Flecks of dry, cracked paint, tissue paper-brittle and parched with age, lichen clings to trees and rocks and stumps, pale green as a morning fog. The color seems to suggest that this is vegetable, but it is neither this nor animal. It is made of millions of bacteria swaddled in filaments of fungus, giving and taking life from one another, a combination of two or three living beings that have come together to create a solitary creature, living and flourishing in a symbiotic relationship that spans eons. Because of this synergetic relationship, lichen has no common ancestor, no lineage, and therefore is not a “species,” but something different, something unidentifiable.
These empires of fungi and fauna glow pale in dark woods, stretching across creaking boughs like dragon’s scales, puckered, frail. Being among the oldest living things on earth, lichen have been used by humans to date their own histories, to make sense of the churning undulations of the centuries, to measure what they have gained against what they have lost. Watching, stoic as ancient gods, lichen cling to the other observers—trees and rocks, mountains and the mosses that run along the moist, sloping sides of riverbeds—and tally the millennia.

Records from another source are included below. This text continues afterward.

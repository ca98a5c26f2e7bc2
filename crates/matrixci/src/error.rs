//! Error types for matrix configuration, expansion and execution.

use thiserror::Error;

#[derive(Error, Debug)]
pub enum MatrixError {
    #[error("config error: no axes declared")]
    NoAxes,

    #[error("config error: axis '{axis}' declares no values")]
    EmptyAxis { axis: String },

    #[error("config error: axis '{axis}' declared more than once")]
    DuplicateAxis { axis: String },

    #[error("config error: axes '{first}' and '{second}' both map to ${var}")]
    EnvVarCollision {
        first: String,
        second: String,
        var: String,
    },

    #[error("config error: {0}")]
    InvalidConfig(String),

    #[error("config error: build step {index}: {reason}")]
    InvalidStep { index: usize, reason: String },

    #[error("config error: schedule '{name}': {reason}")]
    InvalidSchedule { name: String, reason: String },

    #[error("Failed to parse YAML config: {0}")]
    Yaml(#[from] serde_yaml::Error),

    #[error("Serialization error: {0}")]
    Serialization(#[from] serde_json::Error),

    #[error("I/O error: {0}")]
    Io(#[from] std::io::Error),

    #[error("Invalid combination state transition: {current} -> {requested}")]
    InvalidStateTransition { current: String, requested: String },

    #[error("marker store error: {0}")]
    MarkerStore(String),
}

impl MatrixError {
    /// Whether this error belongs to the `ConfigError` class (fatal before any run starts).
    pub fn is_config_error(&self) -> bool {
        matches!(
            self,
            MatrixError::NoAxes
                | MatrixError::EmptyAxis { .. }
                | MatrixError::DuplicateAxis { .. }
                | MatrixError::EnvVarCollision { .. }
                | MatrixError::InvalidConfig(_)
                | MatrixError::InvalidStep { .. }
                | MatrixError::InvalidSchedule { .. }
                | MatrixError::Yaml(_)
        )
    }
}

/// Result type for matrix operations
pub type Result<T> = std::result::Result<T, MatrixError>;

#[cfg(test)]
mod tests {
    use super::*;

    #[test]
    fn test_no_axes_message() {
        assert_eq!(MatrixError::NoAxes.to_string(), "config error: no axes declared");
    }

    #[test]
    fn test_config_error_classification() {
        assert!(MatrixError::NoAxes.is_config_error());
        assert!(MatrixError::EmptyAxis {
            axis: "python".to_string()
        }
        .is_config_error());
        assert!(MatrixError::EnvVarCollision {
            first: "dse-graph".to_string(),
            second: "dse_graph".to_string(),
            var: "DSE_GRAPH_VERSION".to_string(),
        }
        .is_config_error());
        assert!(!MatrixError::MarkerStore("disk full".to_string()).is_config_error());
        assert!(!MatrixError::InvalidStateTransition {
            current: "SUCCEEDED".to_string(),
            requested: "RUNNING".to_string(),
        }
        .is_config_error());
    }
}
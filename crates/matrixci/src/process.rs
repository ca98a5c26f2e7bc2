//! Subprocess helpers: process-group isolation, tree termination and output capture.

use std::sync::{Arc, Mutex};
use std::time::Duration;

use tokio::io::{AsyncRead, AsyncReadExt};
use tokio::process::Command;
use tokio::sync::watch;
use tokio::task::JoinHandle;
use tracing::debug;

/// Put the spawned process in its own process group so the whole tree can be signalled.
pub fn isolate(cmd: &mut Command) {
    #[cfg(unix)]
    {
        cmd.process_group(0);
    }
    cmd.kill_on_drop(true);
}

/// Force-terminate every process in the group led by `pgid`.
///
/// A group that has already exited is not an error.
#[cfg(unix)]
pub fn terminate_tree(pgid: u32) {
    // SAFETY: killpg has no memory-safety preconditions; a stale pgid only yields ESRCH.
    let rc = unsafe { libc::killpg(pgid as libc::pid_t, libc::SIGKILL) };
    if rc != 0 {
        debug!(pgid = pgid, error = %std::io::Error::last_os_error(), "killpg failed");
    }
}

#[cfg(not(unix))]
pub fn terminate_tree(pgid: u32) {
    debug!(pgid = pgid, "process groups unsupported; relying on direct child kill");
}

/// Resolves once the cancellation flag is set. Never resolves if the sender is gone.
pub async fn cancelled(rx: &mut watch::Receiver<bool>) {
    loop {
        if *rx.borrow() {
            return;
        }
        if rx.changed().await.is_err() {
            std::future::pending::<()>().await;
        }
    }
}

/// Drains a child pipe in the background into a shared buffer.
///
/// The buffer survives if the reader is aborted, so output read before a
/// kill is never lost.
pub struct OutputCapture {
    buffer: Arc<Mutex<Vec<u8>>>,
    handle: JoinHandle<()>,
}

impl OutputCapture {
    pub fn spawn<R>(reader: Option<R>) -> Self
    where
        R: AsyncRead + Unpin + Send + 'static,
    {
        let buffer = Arc::new(Mutex::new(Vec::new()));
        let sink = Arc::clone(&buffer);
        let handle = tokio::spawn(async move {
            let Some(mut reader) = reader else {
                return;
            };
            let mut chunk = [0u8; 8192];
            loop {
                match reader.read(&mut chunk).await {
                    Ok(0) | Err(_) => break,
                    Ok(n) => {
                        if let Ok(mut buf) = sink.lock() {
                            buf.extend_from_slice(&chunk[..n]);
                        }
                    }
                }
            }
        });
        Self { buffer, handle }
    }

    /// Wait up to `grace` for EOF, then return everything read so far.
    ///
    /// Background processes that inherited the pipe can hold it open after
    /// the step exits; the grace period bounds that wait.
    pub async fn finish(self, grace: Duration) -> String {
        let OutputCapture { buffer, mut handle } = self;
        if tokio::time::timeout(grace, &mut handle).await.is_err() {
            debug!("output pipe still open after grace period; truncating capture");
            handle.abort();
        }
        let bytes = buffer.lock().map(|b| b.clone()).unwrap_or_default();
        String::from_utf8_lossy(&bytes).to_string()
    }
}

Plant nor animal, ever vigilant, lichen hunker down and breathe in the putridity of humanity, the smog of civilization soaking into its pores and clogging them like a thick bile, seeping down into its roots and rotting them from the inside out.
Lichen, will you no longer catalogue our triumphs, our failures? No longer keep watch over us, our vigilant sentry? Your creaking lids slide closed with a hush of papery thinness as you slip back into your perpetual daydream, your eternal doze, tucked into the cool and damp, clinging to the sweet rot of soft wood, to the cool, mineral tang of a rock’s round back, and wait.